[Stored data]
// SPDX-FileCopyrightText: 2026 Hemolink Contributors
// SPDX-License-Identifier: MIT OR Apache-2.0

//! Database connection management with PRAGMA setup, WAL mode, and lifecycle.
//!
//! All writes are serialized through tokio-rusqlite's single background
//! thread. The `Database` struct IS the single writer; query modules
//! accept `&Database` and go through `connection().call()`. Do NOT create
//! additional Connection instances for writes.

use hemolink_core::HemolinkError;
use tokio_rusqlite::Connection;

use crate::migrations;

/// Convert a tokio-rusqlite error into HemolinkError::Storage.
pub(crate) fn map_tr_err(e: tokio_rusqlite::Error<rusqlite::Error>) -> HemolinkError {
    HemolinkError::Storage {
        source: Box::new(e),
    }
}

/// Handle to the SQLite database, wrapping a single background connection.
pub struct Database {
    conn: Connection,
}

impl Database {
    /// Open (or create) the database at `path`, apply PRAGMAs, and run
    /// pending migrations.
    pub async fn open(path: &str) -> Result<Self, HemolinkError> {
        let conn = Connection::open(path).await.map_err(|e| map_tr_err(e.into()))?;
        Self::initialize(conn).await
    }

    /// Open an in-memory database with the full schema applied.
    ///
    /// Intended for tests; the journal mode stays `memory` rather than WAL.
    pub async fn open_in_memory() -> Result<Self, HemolinkError> {
        let conn = Connection::open_in_memory().await.map_err(|e| map_tr_err(e.into()))?;
        Self::initialize(conn).await
    }

    async fn initialize(conn: Connection) -> Result<Self, HemolinkError> {
        conn.call(|conn| {
            conn.execute_batch("PRAGMA foreign_keys = ON; PRAGMA busy_timeout = 5000;")?;
            // journal_mode returns the resulting mode as a row, so it
            // cannot go through execute_batch.
            let _mode: String = conn.query_row("PRAGMA journal_mode = WAL", [], |row| row.get(0))?;
            Ok(())
        })
        .await
        .map_err(map_tr_err)?;

        conn.call(|conn| migrations::run(conn))
            .await
            .map_err(|e| HemolinkError::Storage {
                source: Box::new(e),
            })?;

        Ok(Self { conn })
    }

    /// The underlying tokio-rusqlite connection.
    pub fn connection(&self) -> &Connection {
        &self.conn
    }

    /// Close the database, flushing pending writes.
    pub async fn close(self) -> Result<(), HemolinkError> {
        self.conn.close().await.map_err(map_tr_err)
    }
}
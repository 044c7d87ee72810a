// SPDX-FileCopyrightText: 2026 Hemolink Contributors
// SPDX-License-Identifier: MIT OR Apache-2.0

//! Configuration error types and terminal rendering.

use thiserror::Error;

/// A single configuration problem, collected rather than failed-fast so
/// the operator sees everything wrong in one run.
#[derive(Debug, Error)]
pub enum ConfigError {
    /// The TOML (or an env override) failed to parse or deserialize.
    #[error("config parse error: {message}")]
    Parse { message: String },

    /// The config deserialized but a value is semantically invalid.
    #[error("config validation error: {message}")]
    Validation { message: String },
}

/// Render collected configuration errors to stderr, one per line.
pub fn render_errors(errors: &[ConfigError]) {
    eprintln!("hemolink: configuration invalid ({} error(s))", errors.len());
    for error in errors {
        eprintln!("  - {error}");
    }
}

EXERCISE DETAILS
Every line above in which the word "with" occurs needs to be copied.

FINAL ANSWER
//! Database connection management with PRAGMA setup, WAL mode, and lifecycle.
    /// Open an in-memory database with the full schema applied.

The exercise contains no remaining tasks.